Aside from maneuverability issues and being cold, what didn't you like about running a quad? Our Kawasaki has paid for itself many times over running long sidewalks, it's been an amazing time saver on light snows, and will still probably get more use than the Kubota on light events just due to the higher ground speed.


----------



## Defcon 5 (Mar 20, 2014)

Mark Oomkes said:


> Wattever...and understood


I think he is compensating for something


----------



## John_DeereGreen (Jan 2, 2011)

wizardsr said:


> Mark, thanks for the post, I knew you had a good deal of trial and error on sidewalks. Agreed, there's no one size fits all, just like every other piece of snow equipment.
> 
> Any info on what drop spreader you're using on the 1025? I just bought a Kubota BX2680 with a blade and blower for sidewalks, but haven't figured out what to use for a spreader yet.
> 
> Aside from maneuverability issues and being cold, what didn't you like about running a quad? Our Kawasaki has paid for itself many times over running long sidewalks, it's been an amazing time saver on light snows, and will still probably get more use than the Kubota on light events just due to the higher ground speed.

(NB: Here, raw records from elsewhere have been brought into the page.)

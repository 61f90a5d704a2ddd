use std::fs;
use std::io;
use std::path::Path;
use std::sync::Arc;

use crate::error::{BuildError, Result};

/// Whether `target` has to be regenerated from `source`.
///
/// A missing (or unreadable) target is stale. A target that is read-only or
/// a directory can never be replaced and fails with `PermissionDenied`.
/// Otherwise the target is stale when its modification time is strictly
/// earlier than the source's.
pub fn is_stale(source: &Path, target: &Path) -> Result<bool> {
    let target_meta = match fs::metadata(target) {
        Ok(meta) => meta,
        Err(_) => return Ok(true),
    };

    if target_meta.is_dir() {
        return Err(BuildError::PermissionDenied {
            path: target.to_path_buf(),
            reason: "target is a directory".to_string(),
        });
    }
    if target_meta.permissions().readonly() {
        return Err(BuildError::PermissionDenied {
            path: target.to_path_buf(),
            reason: "target is read-only".to_string(),
        });
    }

    let source_meta = fs::metadata(source).map_err(|e| BuildError::io(source, e))?;
    if source_meta.is_dir() {
        return Err(BuildError::Io {
            path: source.to_path_buf(),
            source: Arc::new(io::Error::other("source is a directory")),
        });
    }

    let source_mtime = source_meta.modified().map_err(|e| BuildError::io(source, e))?;
    let target_mtime = target_meta.modified().map_err(|e| BuildError::io(target, e))?;
    Ok(source_mtime > target_mtime)
}
//! One-shot outcome cell shared by a slot's owner and its joiners.

use std::sync::{Condvar, Mutex, MutexGuard, PoisonError};

#[derive(Debug)]
enum Outcome<T> {
    Pending,
    Done(T),
    Abandoned,
}

/// Result of waiting on a [`Completion`].
#[derive(Debug, PartialEq, Eq)]
pub(crate) enum Settled<T> {
    Done(T),
    Abandoned,
}

#[derive(Debug)]
pub(crate) struct Completion<T> {
    outcome: Mutex<Outcome<T>>,
    ready: Condvar,
}

impl<T: Clone> Completion<T> {
    pub(crate) fn new() -> Self {
        Self {
            outcome: Mutex::new(Outcome::Pending),
            ready: Condvar::new(),
        }
    }

    fn lock(&self) -> MutexGuard<'_, Outcome<T>> {
        self.outcome.lock().unwrap_or_else(PoisonError::into_inner)
    }

    /// Store the owner's outcome and wake every joiner. Only the first call
    /// has an effect; returns whether it was this one.
    pub(crate) fn finish(&self, value: T) -> bool {
        self.settle(Outcome::Done(value))
    }

    /// Mark the slot as given up by its owner.
    pub(crate) fn abandon(&self) -> bool {
        self.settle(Outcome::Abandoned)
    }

    fn settle(&self, outcome: Outcome<T>) -> bool {
        let mut current = self.lock();
        if !matches!(*current, Outcome::Pending) {
            return false;
        }
        *current = outcome;
        self.ready.notify_all();
        true
    }

    pub(crate) fn is_done(&self) -> bool {
        !matches!(*self.lock(), Outcome::Pending)
    }

    /// Block until the owner settles the slot.
    pub(crate) fn wait(&self) -> Settled<T> {
        let mut current = self.lock();
        loop {
            match &*current {
                Outcome::Pending => {
                    current = self
                        .ready
                        .wait(current)
                        .unwrap_or_else(PoisonError::into_inner);
                }
                Outcome::Done(value) => return Settled::Done(value.clone()),
                Outcome::Abandoned => return Settled::Abandoned,
            }
        }
    }
}

#[cfg(test)]
mod tests {
    use super::*;
    use std::sync::Arc;
    use std::thread;
    use std::time::Duration;

    #[test]
    fn test_first_outcome_wins() {
        let c = Completion::new();
        assert!(!c.is_done());
        assert!(c.finish(1));
        assert!(!c.finish(2));
        assert!(!c.abandon());
        assert!(c.is_done());
        assert_eq!(c.wait(), Settled::Done(1));
    }

    #[test]
    fn test_waiters_wake_on_finish() {
        let c = Arc::new(Completion::new());
        let joiners: Vec<_> = (0..4)
            .map(|_| {
                let c = Arc::clone(&c);
                thread::spawn(move || c.wait())
            })
            .collect();

        thread::sleep(Duration::from_millis(20));
        c.finish("ok".to_string());

        for j in joiners {
            assert_eq!(j.join().unwrap(), Settled::Done("ok".to_string()));
        }
    }

    #[test]
    fn test_abandon_releases_waiters() {
        let c: Arc<Completion<u8>> = Arc::new(Completion::new());
        let c2 = Arc::clone(&c);
        let joiner = thread::spawn(move || c2.wait());
        c.abandon();
        assert_eq!(joiner.join().unwrap(), Settled::Abandoned);
    }
}
use std::io;
use std::path::{Path, PathBuf};
use std::sync::Arc;

use pasp_coalesce::CoalesceError;
use pasp_scan::{ScanError, WriteError};

/// Build errors.
///
/// Cloneable so the owner of a request can hand the same failure to every
/// caller that joined it.
#[derive(Debug, Clone, thiserror::Error)]
pub enum BuildError {
    #[error("invalid source path {path:?}: {reason}")]
    InvalidArgument { path: String, reason: &'static str },

    #[error(transparent)]
    Coalesce(#[from] CoalesceError),

    #[error("not found: {}", path.display())]
    NotFound {
        path: PathBuf,
        #[source]
        source: Arc<io::Error>,
    },

    #[error("I/O error on {}: {source}", path.display())]
    Io {
        path: PathBuf,
        #[source]
        source: Arc<io::Error>,
    },

    #[error("permission denied for {}: {reason}", path.display())]
    PermissionDenied { path: PathBuf, reason: String },

    #[error("failed to translate {}: {source}", path.display())]
    Scan {
        path: PathBuf,
        #[source]
        source: ScanError,
    },

    #[error("cannot buffer {} ({size} bytes)", path.display())]
    OutOfMemory { path: PathBuf, size: u64 },
}

/// Flat classification of [`BuildError`].
#[derive(Debug, Clone, Copy, PartialEq, Eq, Hash)]
pub enum ErrorKind {
    InvalidArgument,
    Timeout,
    Abandoned,
    NotFound,
    Io,
    PermissionDenied,
    Syntax,
    UnsupportedLanguage,
    Write,
    OutOfMemory,
}

impl BuildError {
    pub fn kind(&self) -> ErrorKind {
        match self {
            BuildError::InvalidArgument { .. } => ErrorKind::InvalidArgument,
            BuildError::Coalesce(CoalesceError::Timeout { .. }) => ErrorKind::Timeout,
            BuildError::Coalesce(CoalesceError::InvalidCapacity) => ErrorKind::InvalidArgument,
            BuildError::Coalesce(_) => ErrorKind::Abandoned,
            BuildError::NotFound { .. } => ErrorKind::NotFound,
            BuildError::Io { .. } => ErrorKind::Io,
            BuildError::PermissionDenied { .. } => ErrorKind::PermissionDenied,
            BuildError::Scan { source, .. } => match source {
                ScanError::Syntax { .. } => ErrorKind::Syntax,
                ScanError::UnsupportedLanguage { .. } => ErrorKind::UnsupportedLanguage,
                ScanError::Write(WriteError::OutOfMemory) => ErrorKind::OutOfMemory,
                ScanError::Write(WriteError::Io(_)) => ErrorKind::Write,
            },
            BuildError::OutOfMemory { .. } => ErrorKind::OutOfMemory,
        }
    }

    /// Classify an I/O failure on `path`.
    pub fn io(path: &Path, err: io::Error) -> Self {
        let path = path.to_path_buf();
        match err.kind() {
            io::ErrorKind::NotFound => BuildError::NotFound {
                path,
                source: Arc::new(err),
            },
            io::ErrorKind::PermissionDenied => BuildError::PermissionDenied {
                path,
                reason: err.to_string(),
            },
            _ => BuildError::Io {
                path,
                source: Arc::new(err),
            },
        }
    }

    pub(crate) fn invalid(path: &str, reason: &'static str) -> Self {
        BuildError::InvalidArgument {
            path: path.to_string(),
            reason,
        }
    }
}

pub type Result<T> = std::result::Result<T, BuildError>;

bauman 640H is what is going on ours.


----------



## Mark Oomkes (Dec 10, 2000)

Wasn't ever real thrilled with how good a quad clears the walks, the blades aren't heavy enough.

I have a SnowEx 600 whatever on mine. I didn't have the time to install a splitter valve for a hydraulic drop spreader. Maybe you're fortunate enough that your Botahas a rear valve.

JD recommended the Bauman way back. Or check with @IMAGE, he might have something in stock. Normand makes one.

I have the 1040 with 6" extensions on my 3046. I can easily fit 22 50# bags in it. Actually I think it might be 24. Could probably get a couple more with a little work.


----------



## Mark Oomkes (Dec 10, 2000)

Surprisingly to me, the Boss ATV straight blade isn't much heavier duty than any of the other ATV blades oot there.


----------



## Luther (Oct 31, 2007)

This is what we use. You can get well over 4,000 sq ft per 50lb bag. Perfect pattern too. They hold 20 bags.


----------



## Mark Oomkes (Dec 10, 2000)

Understood


----------



## Freshwater (Feb 28, 2014)

TCLA said:


> View attachment 173679
> This is what we use. You can get well over 4,000 sq ft per 50lb bag. Perfect pattern too. They hold 20 bags.


I've always believed bagged salt spreads farther than bulk. A long long time ago I had 1 lot to salt and no truck spreader. I push spread bagged, lot was very small. I learned a ton about how salt works that year.


----------



## BossPlow2010 (Sep 29, 2010)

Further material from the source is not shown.